Urban wood is salvaged from tree removal operations typically due to tree mortality, disease, land development, storm damage or other causes. Urban wood utilization promotes the highest and best value use of locally available, wood resources while providing opportunities for economic development.Download a Printable PDF
Urban Wood Background
Trees removed from communities due to insects and disease, storm damage or other circumstances are often viewed as waste. The value of this wood resource is often overlooked. However, if all trees removed from communities nationwide were processed and sold, the U.S. would produce nearly 4 billion board feet of urban lumber, develop local economies and provide a sustainable and renewable resource to beautify homes, businesses and public facilities. While it is unlikely that all trees removed from cities and communities can be put to use, utilizing just a fraction of the urban wood resource could have major social, economic and ecological benefits.
Urban Wood Characteristics
Urban wood is often noted for its interesting character. Because trees in communities are subject to different conditions, they will often exhibit unique grain patterns, knots or branching patterns that create beautiful lumber.
Emerald ash borer (EAB) does not affect the structural integrity of the lumber produced from ash trees removed due to the infestation. EAB kills trees by boring into the outer layers of the tree, the xylem and phloem, and interrupting the flow of nutrients and water, leaving the inner wood intact.

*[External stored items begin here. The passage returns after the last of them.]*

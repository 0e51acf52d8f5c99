//! Pushed order events and connection-status payloads.
//!
//! Wire format is camelCase JSON. Notifications are immutable once
//! received; consumers may de-duplicate by `order_code`.

use chrono::{DateTime, NaiveDateTime, TimeZone, Utc};
use serde::{Deserialize, Deserializer, Serialize};

/// Order lifecycle status as pushed by the backend.
#[derive(Debug, Clone, Copy, PartialEq, Eq, Serialize, Deserialize)]
#[serde(rename_all = "SCREAMING_SNAKE_CASE")]
pub enum OrderStatus {
    Ordered,
    Paid,
    Canceled,
    Refunded,
}

/// Payment status as pushed by the backend.
#[derive(Debug, Clone, Copy, PartialEq, Eq, Serialize, Deserialize)]
#[serde(rename_all = "SCREAMING_SNAKE_CASE")]
pub enum PaymentStatus {
    Pending,
    Completed,
    Canceled,
    Failed,
}

/// A single pushed order event.
#[derive(Debug, Clone, PartialEq, Serialize, Deserialize)]
#[serde(rename_all = "camelCase")]
pub struct OrderNotification {
    /// Unique per order.
    pub order_code: String,
    pub merchant_id: u64,
    pub table_number: u32,
    /// Currency minor units.
    pub total_amount: i64,
    pub order_status: OrderStatus,
    pub payment_status: PaymentStatus,
    /// Invalid timestamps fall back to the time of receipt.
    #[serde(deserialize_with = "deserialize_timestamp")]
    pub timestamp: DateTime<Utc>,
    /// Display string, already localized by the backend.
    pub message: String,
}

/// Connection status published on the reserved `connection` topic.
#[derive(Debug, Clone, Copy, PartialEq, Eq, Serialize, Deserialize)]
#[serde(rename_all = "lowercase")]
pub enum ConnectionStatus {
    Connected,
    Disconnected,
}

/// Payload shape of the reserved `connection` topic.
#[derive(Debug, Clone, Copy, PartialEq, Eq, Serialize, Deserialize)]
pub struct ConnectionEvent {
    pub status: ConnectionStatus,
}

/// Parse a broker timestamp defensively.
///
/// Accepts RFC 3339 and the backend's naive `YYYY-MM-DDTHH:MM:SS[.fff]`
/// form (interpreted as UTC). Anything else yields "now" rather than a
/// rejected notification.
pub fn parse_timestamp(raw: &str) -> DateTime<Utc> {
    if let Ok(parsed) = DateTime::parse_from_rfc3339(raw) {
        return parsed.with_timezone(&Utc);
    }
    for format in ["%Y-%m-%dT%H:%M:%S", "%Y-%m-%dT%H:%M:%S%.f"] {
        if let Ok(naive) = NaiveDateTime::parse_from_str(raw, format) {
            return Utc.from_utc_datetime(&naive);
        }
    }
    tracing::debug!(raw, "unparseable notification timestamp, using now");
    Utc::now()
}

fn deserialize_timestamp<'de, D>(deserializer: D) -> Result<DateTime<Utc>, D::Error>
where
    D: Deserializer<'de>,
{
    let raw = String::deserialize(deserializer)?;
    Ok(parse_timestamp(&raw))
}

#[cfg(test)]
mod tests {
    use super::*;
    use serde_json::json;

    #[test]
    fn deserializes_camel_case_payload() {
        let payload = json!({
            "orderCode": "A1",
            "merchantId": 7,
            "tableNumber": 3,
            "totalAmount": 12000,
            "orderStatus": "ORDERED",
            "paymentStatus": "PENDING",
            "timestamp": "2024-01-01T10:00:00",
            "message": "신규 주문"
        });

        let notification: OrderNotification = serde_json::from_value(payload).unwrap();

        assert_eq!(notification.order_code, "A1");
        assert_eq!(notification.merchant_id, 7);
        assert_eq!(notification.table_number, 3);
        assert_eq!(notification.total_amount, 12000);
        assert_eq!(notification.order_status, OrderStatus::Ordered);
        assert_eq!(notification.payment_status, PaymentStatus::Pending);
        assert_eq!(
            notification.timestamp,
            Utc.with_ymd_and_hms(2024, 1, 1, 10, 0, 0).unwrap()
        );
        assert_eq!(notification.message, "신규 주문");
    }

    #[test]
    fn parses_rfc3339_timestamps() {
        let parsed = parse_timestamp("2024-01-01T10:00:00+09:00");
        assert_eq!(parsed, Utc.with_ymd_and_hms(2024, 1, 1, 1, 0, 0).unwrap());
    }

    #[test]
    fn parses_fractional_seconds() {
        let parsed = parse_timestamp("2024-01-01T10:00:00.250");
        assert_eq!(
            parsed.timestamp_millis(),
            Utc.with_ymd_and_hms(2024, 1, 1, 10, 0, 0)
                .unwrap()
                .timestamp_millis()
                + 250
        );
    }

    #[test]
    fn invalid_timestamp_falls_back_to_now() {
        let before = Utc::now();
        let parsed = parse_timestamp("definitely not a timestamp");
        let after = Utc::now();
        assert!(parsed >= before && parsed <= after);
    }

    #[test]
    fn connection_event_serializes_lowercase_status() {
        let event = ConnectionEvent {
            status: ConnectionStatus::Disconnected,
        };
        let value = serde_json::to_value(event).unwrap();
        assert_eq!(value, json!({"status": "disconnected"}));
    }
}
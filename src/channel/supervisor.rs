//! Connection lifecycle supervision.
//!
//! Owns the event pump between the transport and the multiplexer and
//! drives reconnection: a dropped link schedules a single retry task
//! with a fixed delay, a network-online hint short-circuits the wait,
//! and a liveness poll keeps `connection`-topic listeners converged on
//! the real link state even if a transition event was missed.

use std::sync::atomic::{AtomicBool, Ordering};
use std::sync::Arc;

use serde_json::json;
use tokio::sync::broadcast::error::RecvError;
use tokio::sync::{Mutex, RwLock};
use tokio::task::JoinHandle;
use tracing::{debug, info, warn};

use crate::config::BrokerConfig;
use crate::domain::{ConnectionStatus, Topic};
use crate::ports::{BrokerTransport, TransportEvent};

use super::multiplexer::SubscriptionMultiplexer;

pub struct ReconnectionSupervisor {
    transport: Arc<dyn BrokerTransport>,
    mux: Arc<SubscriptionMultiplexer>,
    config: BrokerConfig,
    endpoint: RwLock<String>,
    enabled: AtomicBool,
    pump: Mutex<Option<JoinHandle<()>>>,
    retry: Mutex<Option<JoinHandle<()>>>,
    liveness: Mutex<Option<JoinHandle<()>>>,
}

impl ReconnectionSupervisor {
    pub fn new(
        transport: Arc<dyn BrokerTransport>,
        mux: Arc<SubscriptionMultiplexer>,
        config: BrokerConfig,
    ) -> Self {
        let endpoint = config.endpoint_url.clone();
        Self {
            transport,
            mux,
            config,
            endpoint: RwLock::new(endpoint),
            enabled: AtomicBool::new(false),
            pump: Mutex::new(None),
            retry: Mutex::new(None),
            liveness: Mutex::new(None),
        }
    }

    /// Activate supervision and make the first connect attempt.
    ///
    /// The event pump is started before the connect so the Connected
    /// event of a fast handshake cannot be missed. Idempotent: calling
    /// start on an active supervisor only retriggers a connect attempt
    /// if the link is down.
    pub async fn start(self: &Arc<Self>) {
        self.enabled.store(true, Ordering::SeqCst);
        self.spawn_pump().await;
        self.spawn_liveness().await;
        if !self.transport.is_connected() {
            self.attempt_connect().await;
        }
    }

    /// Deactivate supervision and tear the link down.
    ///
    /// No retry fires afterwards; listeners observe a final
    /// disconnected status on the `connection` topic.
    pub async fn shutdown(&self) {
        self.enabled.store(false, Ordering::SeqCst);
        if let Some(handle) = self.retry.lock().await.take() {
            handle.abort();
        }
        if let Some(handle) = self.liveness.lock().await.take() {
            handle.abort();
        }
        self.transport.disconnect().await;
        self.mux.invalidate_handles().await;
        self.publish_status(ConnectionStatus::Disconnected).await;
        if let Some(handle) = self.pump.lock().await.take() {
            handle.abort();
        }
        info!("supervisor shut down");
    }

    /// Tear down the current link and reconnect against a new endpoint.
    pub async fn restart(self: &Arc<Self>, endpoint: &str) {
        info!(%endpoint, "restarting against new endpoint");
        *self.endpoint.write().await = endpoint.to_string();
        if let Some(handle) = self.retry.lock().await.take() {
            handle.abort();
        }
        self.transport.disconnect().await;
        self.mux.invalidate_handles().await;
        if self.enabled.load(Ordering::SeqCst) {
            self.attempt_connect().await;
        }
    }

    /// Hint from the host that network reachability changed.
    ///
    /// Coming back online collapses any pending retry delay into an
    /// immediate attempt. Going offline is informational only; the
    /// transport notices the dead link through its own heartbeats.
    pub async fn network_hint(self: &Arc<Self>, online: bool) {
        if !online {
            debug!("network offline hint");
            return;
        }
        if self.enabled.load(Ordering::SeqCst) && !self.transport.is_connected() {
            info!("network online hint, attempting reconnect now");
            if let Some(handle) = self.retry.lock().await.take() {
                handle.abort();
            }
            self.attempt_connect().await;
        }
    }

    pub fn is_enabled(&self) -> bool {
        self.enabled.load(Ordering::SeqCst)
    }

    /// One immediate connect attempt, used by the connection probe.
    /// Does not schedule a retry and works even before `start`.
    pub async fn connect_once(&self) {
        if self.transport.is_connected() {
            return;
        }
        let endpoint = self.endpoint.read().await.clone();
        if let Err(err) = self.transport.connect(&endpoint).await {
            debug!(%endpoint, %err, "probe connect attempt failed");
        }
    }

    async fn attempt_connect(self: &Arc<Self>) {
        let endpoint = self.endpoint.read().await.clone();
        if let Err(err) = self.transport.connect(&endpoint).await {
            warn!(%endpoint, %err, "connect attempt failed");
            self.schedule_retry().await;
        }
    }

    /// At most one retry task exists at a time. A live task is left
    /// alone so overlapping disconnect events do not reset the delay.
    async fn schedule_retry(self: &Arc<Self>) {
        let mut retry = self.retry.lock().await;
        if let Some(handle) = retry.as_ref() {
            if !handle.is_finished() {
                return;
            }
        }
        let this = Arc::clone(self);
        let delay = self.config.retry_delay();
        *retry = Some(tokio::spawn(async move {
            loop {
                tokio::time::sleep(delay).await;
                if !this.enabled.load(Ordering::SeqCst) || this.transport.is_connected() {
                    break;
                }
                let endpoint = this.endpoint.read().await.clone();
                match this.transport.connect(&endpoint).await {
                    Ok(()) => break,
                    Err(err) => {
                        warn!(%endpoint, %err, "retry attempt failed, waiting another interval");
                    }
                }
            }
        }));
    }

    async fn spawn_pump(self: &Arc<Self>) {
        let mut pump = self.pump.lock().await;
        if let Some(handle) = pump.as_ref() {
            if !handle.is_finished() {
                return;
            }
        }
        let this = Arc::clone(self);
        let mut events = self.transport.events();
        *pump = Some(tokio::spawn(async move {
            loop {
                match events.recv().await {
                    Ok(event) => this.handle_event(event).await,
                    Err(RecvError::Lagged(skipped)) => {
                        warn!(skipped, "event pump lagged, events dropped");
                    }
                    Err(RecvError::Closed) => break,
                }
            }
        }));
    }

    async fn handle_event(self: &Arc<Self>, event: TransportEvent) {
        match event {
            TransportEvent::Connected => {
                info!("link established");
                if let Some(handle) = self.retry.lock().await.take() {
                    handle.abort();
                }
                self.mux.rearm().await;
                self.publish_status(ConnectionStatus::Connected).await;
            }
            TransportEvent::Disconnected { reason } => {
                info!(%reason, "link lost");
                self.mux.invalidate_handles().await;
                self.publish_status(ConnectionStatus::Disconnected).await;
                if self.enabled.load(Ordering::SeqCst) {
                    self.schedule_retry().await;
                }
            }
            TransportEvent::Frame { topic, body } => {
                self.mux.dispatch(&topic, &body).await;
            }
            TransportEvent::ProtocolError { message } => {
                warn!(%message, "broker protocol error");
                self.mux
                    .publish_local(&Topic::error(), json!({ "message": message }))
                    .await;
            }
        }
    }

    async fn publish_status(&self, status: ConnectionStatus) {
        self.mux
            .publish_local(&Topic::connection(), json!({ "status": status }))
            .await;
    }

    /// Periodically republish the live link state so `connection`
    /// listeners converge even if a transition event was missed.
    async fn spawn_liveness(self: &Arc<Self>) {
        let mut liveness = self.liveness.lock().await;
        if let Some(handle) = liveness.as_ref() {
            if !handle.is_finished() {
                return;
            }
        }
        let this = Arc::clone(self);
        let period = self.config.liveness_poll();
        *liveness = Some(tokio::spawn(async move {
            let mut ticker = tokio::time::interval(period);
            ticker.set_missed_tick_behavior(tokio::time::MissedTickBehavior::Skip);
            ticker.tick().await; // immediate first tick carries no new information
            loop {
                ticker.tick().await;
                let status = if this.transport.is_connected() {
                    ConnectionStatus::Connected
                } else {
                    ConnectionStatus::Disconnected
                };
                this.publish_status(status).await;
            }
        }));
    }
}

Nebraska's Urban Wood Resource
Nebraska has no shortage of urban wood. Statewide, communities are home to approximately 1 million ash trees. Over the next several years, we can expect 80% of ash trees in infested communities to die. This is a staggering number that does not even account for the thousands of trees removed from our communities for any number of other reasons.
Nebraska is also known for its severe weather. Between tornadoes, thunderstorms, ice storms, and strong winds, many trees must be pruned or removed to maintain public safety. Furthermore, the harsh conditions of many urban environments (think pollution, concrete, building disruptions, etc.) result in shorter life expectancies for urban trees that lead to their removal.
Nebraska's Urban Wood Products
Currently, a handful of businesses utilize wood removed from our communities, with the majority located in the eastern portion of the state. The products produced from urban wood varies greatly. Below are a few examples of Nebraska-made urban wood products:
- Green Lumber
- Kiln-dried lumber
- Fine art woodworking and woodturning
- Finished furniture
- Household products
- Animal bedding
Currently, ash wood is being regulated for movement within the state and between states. When transporting ash wood, it is important to understand the rules and regulations of the state and federal quarantines to minimize the spread of EAB. Permits and certificates are available through the Nebraska Department of Agriculture to assist wood products businesses to operate with as little disruption as possible.
Opportunities for Growth
Other states have implemented urban wood networks that connect producers to end-users. These programs have been successful in raising awareness of the importance of using locally available resources as well as creating an urban wood brand that is sought after by consumers. The Urban Wood Network is a national organization working to help states join the urban wood movement.